The social defeat model has been extended to include observations of human aggression, bullying, relational aggression, chronic subordination and humiliation. The social defeat model attempts to extend animal studies to include human behaviour as well, in contrast to the social psychology study of aggression, in which comparisons are drawn exclusively from experiments involving humans (Bjorkqvist, 2001; Rohde, 2001).

Bullying has interesting parallels with animal models of social defeat, the bully being equivalent to the dominant animal and the victim the subordinate one. At stake are possessions of material objects, money, etc., social position in the group, represented by in-group prestige, and the consequent lack of access to mates, including for socio-sexual behaviors like copulation. Human victims typically experience symptoms like low self-esteem (due to low regard by the group), feelings of depression (due to unworthiness of efforts), social withdrawal (reduced investments in the social environment), anxiety (due to a threatening environment), and they can also be shown to experience a plethora of physiological effects, e.g. increased corticosterone levels, and also a shift towards sympathetic balance in the autonomic nervous system (Bjorkqvist, 2001).
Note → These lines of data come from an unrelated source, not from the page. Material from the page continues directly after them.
//! Health checks and administrative wipe.

use serde::Serialize;
use std::sync::Arc;
use std::time::Duration;
use tokio::time::timeout;

use crate::errors::{ServiceError, ServiceResult};
use crate::mirror::{CacheMirror, CacheOp};
use crate::cache::RankedCache;
use crate::store::Store;

/// Default bound on each health check.
pub const DEFAULT_CHECK_TIMEOUT: Duration = Duration::from_secs(2);

/// Reachability of one backend.
#[derive(Debug, Clone, PartialEq, Eq, Serialize)]
#[serde(rename_all = "lowercase", tag = "status", content = "detail")]
pub enum BackendStatus {
    Up,
    Down(String),
}

impl BackendStatus {
    pub fn is_up(&self) -> bool {
        matches!(self, BackendStatus::Up)
    }
}

/// Health of the durable store and the ranked cache, checked independently.
#[derive(Debug, Clone, PartialEq, Eq, Serialize)]
pub struct HealthReport {
    pub store: BackendStatus,
    pub cache: BackendStatus,
}

impl HealthReport {
    pub fn is_healthy(&self) -> bool {
        self.store.is_up() && self.cache.is_up()
    }
}

/// Maintenance operations
#[derive(Clone)]
pub struct Maintenance {
    store: Arc<dyn Store>,
    cache: Arc<dyn RankedCache>,
    mirror: Arc<dyn CacheMirror>,
    check_timeout: Duration,
}

impl Maintenance {
    pub fn new(
        store: Arc<dyn Store>,
        cache: Arc<dyn RankedCache>,
        mirror: Arc<dyn CacheMirror>,
    ) -> Self {
        Self {
            store,
            cache,
            mirror,
            check_timeout: DEFAULT_CHECK_TIMEOUT,
        }
    }

    pub fn with_check_timeout(mut self, check_timeout: Duration) -> Self {
        self.check_timeout = check_timeout;
        self
    }

    /// Ping both backends.
    pub async fn health(&self) -> HealthReport {
        let (store, cache) = tokio::join!(
            timeout(self.check_timeout, self.store.ping()),
            timeout(self.check_timeout, self.cache.ping()),
        );

        let store = match store {
            Ok(Ok(())) => BackendStatus::Up,
            Ok(Err(err)) => BackendStatus::Down(err.to_string()),
            Err(_) => BackendStatus::Down(format!("timed out after {:?}", self.check_timeout)),
        };
        let cache = match cache {
            Ok(Ok(())) => BackendStatus::Up,
            Ok(Err(err)) => BackendStatus::Down(err.to_string()),
            Err(_) => BackendStatus::Down(format!("timed out after {:?}", self.check_timeout)),
        };

        if !store.is_up() || !cache.is_up() {
            log::warn!("Health check degraded: store={store:?} cache={cache:?}");
        }
        HealthReport { store, cache }
    }

    /// Truncate every table and clear every prefixed cache key.
    pub async fn wipe(&self) -> ServiceResult<()> {
        self.store.truncate_all().await?;
        log::warn!("All tables truncated");
        self.mirror
            .apply(vec![CacheOp::Clear])
            .await
            .map_err(ServiceError::from)
    }
}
Research about human aggression, usually conducted by psychologists or social psychologists, resembles to a great extent the research about social defeat and animal aggression, usually conducted by biologists or physiological psychologists. However, there is the problem of the use of different terminologies for similar concepts, which hinders communication between the two bodies of knowledge (Bjorkqvist, 2001).

Similarly, research on depression has employed similar constructs, such as learned helplessness, although that theory is focused on the perceived inability to escape any sort of negative stimuli rather than on social factors.